Using the entries that follow, collect the lines where the word "unit" appears.

Saved data entries
━━━

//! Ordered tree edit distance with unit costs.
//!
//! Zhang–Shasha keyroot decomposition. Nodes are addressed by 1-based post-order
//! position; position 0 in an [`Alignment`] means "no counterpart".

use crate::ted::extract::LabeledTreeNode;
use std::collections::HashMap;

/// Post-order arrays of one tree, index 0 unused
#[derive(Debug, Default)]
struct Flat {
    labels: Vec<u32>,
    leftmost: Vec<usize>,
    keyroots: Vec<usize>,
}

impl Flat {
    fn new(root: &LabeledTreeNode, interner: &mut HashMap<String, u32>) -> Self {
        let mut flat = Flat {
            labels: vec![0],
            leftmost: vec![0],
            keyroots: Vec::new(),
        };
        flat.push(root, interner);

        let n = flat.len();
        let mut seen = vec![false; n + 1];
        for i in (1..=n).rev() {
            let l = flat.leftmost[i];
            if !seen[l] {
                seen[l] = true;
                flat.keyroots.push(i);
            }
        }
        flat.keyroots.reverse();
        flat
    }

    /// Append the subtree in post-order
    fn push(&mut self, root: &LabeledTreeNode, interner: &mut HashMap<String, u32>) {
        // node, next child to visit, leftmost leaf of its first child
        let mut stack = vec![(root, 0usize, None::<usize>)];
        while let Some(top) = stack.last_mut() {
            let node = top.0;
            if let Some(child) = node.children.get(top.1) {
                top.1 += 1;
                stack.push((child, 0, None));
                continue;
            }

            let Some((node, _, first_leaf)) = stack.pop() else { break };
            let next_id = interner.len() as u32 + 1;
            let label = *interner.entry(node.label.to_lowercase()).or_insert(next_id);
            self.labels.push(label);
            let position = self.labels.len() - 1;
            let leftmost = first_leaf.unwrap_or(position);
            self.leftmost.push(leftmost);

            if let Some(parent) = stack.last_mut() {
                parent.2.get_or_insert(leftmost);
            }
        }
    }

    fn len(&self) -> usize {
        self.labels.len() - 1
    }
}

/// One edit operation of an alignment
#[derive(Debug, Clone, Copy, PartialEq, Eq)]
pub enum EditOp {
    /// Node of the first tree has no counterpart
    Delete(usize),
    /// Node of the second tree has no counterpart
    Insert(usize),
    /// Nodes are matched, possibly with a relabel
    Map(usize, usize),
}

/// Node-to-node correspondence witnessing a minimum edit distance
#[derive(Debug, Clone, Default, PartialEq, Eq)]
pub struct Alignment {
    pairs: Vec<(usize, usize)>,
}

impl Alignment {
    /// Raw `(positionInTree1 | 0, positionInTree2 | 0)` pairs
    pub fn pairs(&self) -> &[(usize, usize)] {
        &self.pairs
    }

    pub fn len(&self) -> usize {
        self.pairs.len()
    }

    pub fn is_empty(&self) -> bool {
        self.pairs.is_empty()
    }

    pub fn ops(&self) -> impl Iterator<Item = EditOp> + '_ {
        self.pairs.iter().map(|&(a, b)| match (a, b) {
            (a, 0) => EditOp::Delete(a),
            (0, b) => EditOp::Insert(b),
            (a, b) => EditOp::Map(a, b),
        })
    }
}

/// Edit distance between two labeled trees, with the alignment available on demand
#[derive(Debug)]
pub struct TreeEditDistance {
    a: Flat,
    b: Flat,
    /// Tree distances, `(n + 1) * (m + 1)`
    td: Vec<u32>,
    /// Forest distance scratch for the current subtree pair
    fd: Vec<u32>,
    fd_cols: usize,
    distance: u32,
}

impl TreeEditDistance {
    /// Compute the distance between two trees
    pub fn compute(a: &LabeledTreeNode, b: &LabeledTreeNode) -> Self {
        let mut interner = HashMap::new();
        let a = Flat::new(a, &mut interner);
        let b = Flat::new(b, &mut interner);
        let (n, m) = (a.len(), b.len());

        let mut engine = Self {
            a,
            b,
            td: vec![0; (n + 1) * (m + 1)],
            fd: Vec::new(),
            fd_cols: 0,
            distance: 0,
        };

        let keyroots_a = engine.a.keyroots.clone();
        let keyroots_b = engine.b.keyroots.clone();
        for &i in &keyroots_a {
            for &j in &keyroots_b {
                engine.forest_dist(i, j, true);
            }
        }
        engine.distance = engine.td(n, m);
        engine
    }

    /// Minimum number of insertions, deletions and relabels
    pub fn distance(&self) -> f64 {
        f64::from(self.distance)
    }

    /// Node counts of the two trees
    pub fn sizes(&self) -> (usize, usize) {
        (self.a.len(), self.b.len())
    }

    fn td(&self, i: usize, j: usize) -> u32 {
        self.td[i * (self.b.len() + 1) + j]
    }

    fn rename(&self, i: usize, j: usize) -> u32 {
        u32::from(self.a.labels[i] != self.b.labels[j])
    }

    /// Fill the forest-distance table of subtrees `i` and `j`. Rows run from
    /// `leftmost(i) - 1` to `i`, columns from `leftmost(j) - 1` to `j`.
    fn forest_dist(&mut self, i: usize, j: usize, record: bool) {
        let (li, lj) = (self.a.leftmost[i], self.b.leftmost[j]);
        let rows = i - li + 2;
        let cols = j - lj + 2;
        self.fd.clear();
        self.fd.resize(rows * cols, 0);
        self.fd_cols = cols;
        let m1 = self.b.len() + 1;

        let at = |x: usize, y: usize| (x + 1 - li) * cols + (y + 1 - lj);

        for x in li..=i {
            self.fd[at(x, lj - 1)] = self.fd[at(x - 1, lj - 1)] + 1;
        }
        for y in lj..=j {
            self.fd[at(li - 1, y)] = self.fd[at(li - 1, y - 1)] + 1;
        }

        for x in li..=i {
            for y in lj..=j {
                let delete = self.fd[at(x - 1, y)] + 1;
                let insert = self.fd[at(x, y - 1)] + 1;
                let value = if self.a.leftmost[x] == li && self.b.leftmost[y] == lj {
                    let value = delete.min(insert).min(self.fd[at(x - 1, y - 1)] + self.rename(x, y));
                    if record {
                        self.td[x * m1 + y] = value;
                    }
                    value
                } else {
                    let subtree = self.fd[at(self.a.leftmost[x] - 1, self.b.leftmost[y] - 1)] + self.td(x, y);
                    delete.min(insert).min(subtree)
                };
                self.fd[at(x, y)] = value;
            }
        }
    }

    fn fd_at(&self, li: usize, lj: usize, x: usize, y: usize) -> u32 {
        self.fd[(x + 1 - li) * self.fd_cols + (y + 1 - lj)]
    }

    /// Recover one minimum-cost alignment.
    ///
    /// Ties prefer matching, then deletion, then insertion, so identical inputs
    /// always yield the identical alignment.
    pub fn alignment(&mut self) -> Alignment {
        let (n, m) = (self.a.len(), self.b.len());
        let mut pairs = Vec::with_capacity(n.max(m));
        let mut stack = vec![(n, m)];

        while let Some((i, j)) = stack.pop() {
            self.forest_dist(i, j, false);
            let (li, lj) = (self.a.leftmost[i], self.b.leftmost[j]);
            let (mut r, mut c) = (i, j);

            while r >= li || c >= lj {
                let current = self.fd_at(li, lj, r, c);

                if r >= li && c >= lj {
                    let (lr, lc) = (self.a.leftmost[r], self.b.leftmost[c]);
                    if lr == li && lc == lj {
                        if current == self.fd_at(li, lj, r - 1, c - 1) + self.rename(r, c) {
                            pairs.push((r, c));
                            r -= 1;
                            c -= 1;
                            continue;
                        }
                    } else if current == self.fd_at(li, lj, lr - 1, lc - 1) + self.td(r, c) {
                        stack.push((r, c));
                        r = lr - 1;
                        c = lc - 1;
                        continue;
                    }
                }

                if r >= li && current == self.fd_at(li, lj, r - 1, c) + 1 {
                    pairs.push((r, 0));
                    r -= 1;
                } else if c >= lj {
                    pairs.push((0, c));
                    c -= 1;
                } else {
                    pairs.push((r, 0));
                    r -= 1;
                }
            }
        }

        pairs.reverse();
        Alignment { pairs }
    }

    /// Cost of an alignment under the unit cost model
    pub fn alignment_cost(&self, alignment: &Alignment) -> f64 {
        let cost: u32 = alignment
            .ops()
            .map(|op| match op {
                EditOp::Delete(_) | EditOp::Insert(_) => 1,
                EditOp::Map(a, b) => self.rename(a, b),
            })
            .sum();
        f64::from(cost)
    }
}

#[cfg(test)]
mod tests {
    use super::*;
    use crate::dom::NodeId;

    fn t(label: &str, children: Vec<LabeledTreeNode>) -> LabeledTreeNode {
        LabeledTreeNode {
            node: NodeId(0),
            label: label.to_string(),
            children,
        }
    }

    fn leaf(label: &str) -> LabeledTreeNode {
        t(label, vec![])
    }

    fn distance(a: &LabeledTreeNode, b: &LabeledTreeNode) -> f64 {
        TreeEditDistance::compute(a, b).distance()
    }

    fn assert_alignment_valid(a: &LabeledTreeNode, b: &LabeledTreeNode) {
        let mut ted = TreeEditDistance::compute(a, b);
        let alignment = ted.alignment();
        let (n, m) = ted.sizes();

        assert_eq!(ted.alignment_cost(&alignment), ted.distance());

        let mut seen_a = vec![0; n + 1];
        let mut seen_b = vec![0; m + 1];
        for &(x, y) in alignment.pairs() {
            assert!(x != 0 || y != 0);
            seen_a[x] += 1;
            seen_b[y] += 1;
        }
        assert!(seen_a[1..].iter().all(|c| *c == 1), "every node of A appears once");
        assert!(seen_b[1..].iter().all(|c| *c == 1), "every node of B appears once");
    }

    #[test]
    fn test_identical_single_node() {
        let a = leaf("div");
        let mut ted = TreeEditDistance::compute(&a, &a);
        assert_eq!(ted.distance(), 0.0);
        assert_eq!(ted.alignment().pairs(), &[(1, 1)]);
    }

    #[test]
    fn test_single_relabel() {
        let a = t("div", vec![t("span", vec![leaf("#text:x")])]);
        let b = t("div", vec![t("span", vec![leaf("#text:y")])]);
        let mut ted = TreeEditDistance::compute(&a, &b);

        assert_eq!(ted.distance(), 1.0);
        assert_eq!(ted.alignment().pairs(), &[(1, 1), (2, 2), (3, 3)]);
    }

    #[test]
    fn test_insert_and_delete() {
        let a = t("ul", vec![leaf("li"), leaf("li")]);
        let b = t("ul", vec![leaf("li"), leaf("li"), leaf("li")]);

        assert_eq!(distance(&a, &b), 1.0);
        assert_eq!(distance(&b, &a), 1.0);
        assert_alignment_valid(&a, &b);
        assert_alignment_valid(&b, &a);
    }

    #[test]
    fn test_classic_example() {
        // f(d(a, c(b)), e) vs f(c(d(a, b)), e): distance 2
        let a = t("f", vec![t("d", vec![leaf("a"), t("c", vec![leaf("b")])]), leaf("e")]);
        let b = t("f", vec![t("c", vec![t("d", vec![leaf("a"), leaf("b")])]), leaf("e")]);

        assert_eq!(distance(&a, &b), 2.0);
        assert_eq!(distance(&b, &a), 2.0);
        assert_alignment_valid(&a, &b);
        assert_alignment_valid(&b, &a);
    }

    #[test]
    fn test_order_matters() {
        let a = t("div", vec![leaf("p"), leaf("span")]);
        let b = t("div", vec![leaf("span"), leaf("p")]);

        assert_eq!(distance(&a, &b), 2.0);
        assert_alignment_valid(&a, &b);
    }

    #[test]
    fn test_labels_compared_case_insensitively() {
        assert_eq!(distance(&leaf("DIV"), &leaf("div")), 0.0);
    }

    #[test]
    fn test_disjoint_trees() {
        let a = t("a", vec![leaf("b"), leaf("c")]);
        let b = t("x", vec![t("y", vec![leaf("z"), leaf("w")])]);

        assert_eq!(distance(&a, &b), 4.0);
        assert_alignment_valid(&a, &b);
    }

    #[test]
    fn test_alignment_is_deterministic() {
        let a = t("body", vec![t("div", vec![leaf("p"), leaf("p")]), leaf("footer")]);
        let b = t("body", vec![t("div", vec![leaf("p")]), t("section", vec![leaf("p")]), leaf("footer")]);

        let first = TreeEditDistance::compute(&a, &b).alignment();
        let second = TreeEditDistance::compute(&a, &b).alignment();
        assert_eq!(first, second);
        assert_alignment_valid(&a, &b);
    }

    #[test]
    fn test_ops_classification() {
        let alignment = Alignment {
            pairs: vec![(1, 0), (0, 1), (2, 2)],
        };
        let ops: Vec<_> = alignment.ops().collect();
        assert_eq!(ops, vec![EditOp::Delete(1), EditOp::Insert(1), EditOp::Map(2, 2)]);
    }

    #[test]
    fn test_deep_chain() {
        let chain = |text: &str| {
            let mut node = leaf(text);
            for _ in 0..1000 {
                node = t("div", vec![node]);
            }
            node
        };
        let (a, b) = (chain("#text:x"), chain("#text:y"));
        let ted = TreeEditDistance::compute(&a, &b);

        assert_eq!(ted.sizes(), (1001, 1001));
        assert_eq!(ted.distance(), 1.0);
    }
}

━━━

Exercise result:
//! Ordered tree edit distance with unit costs.
    /// Cost of an alignment under the unit cost model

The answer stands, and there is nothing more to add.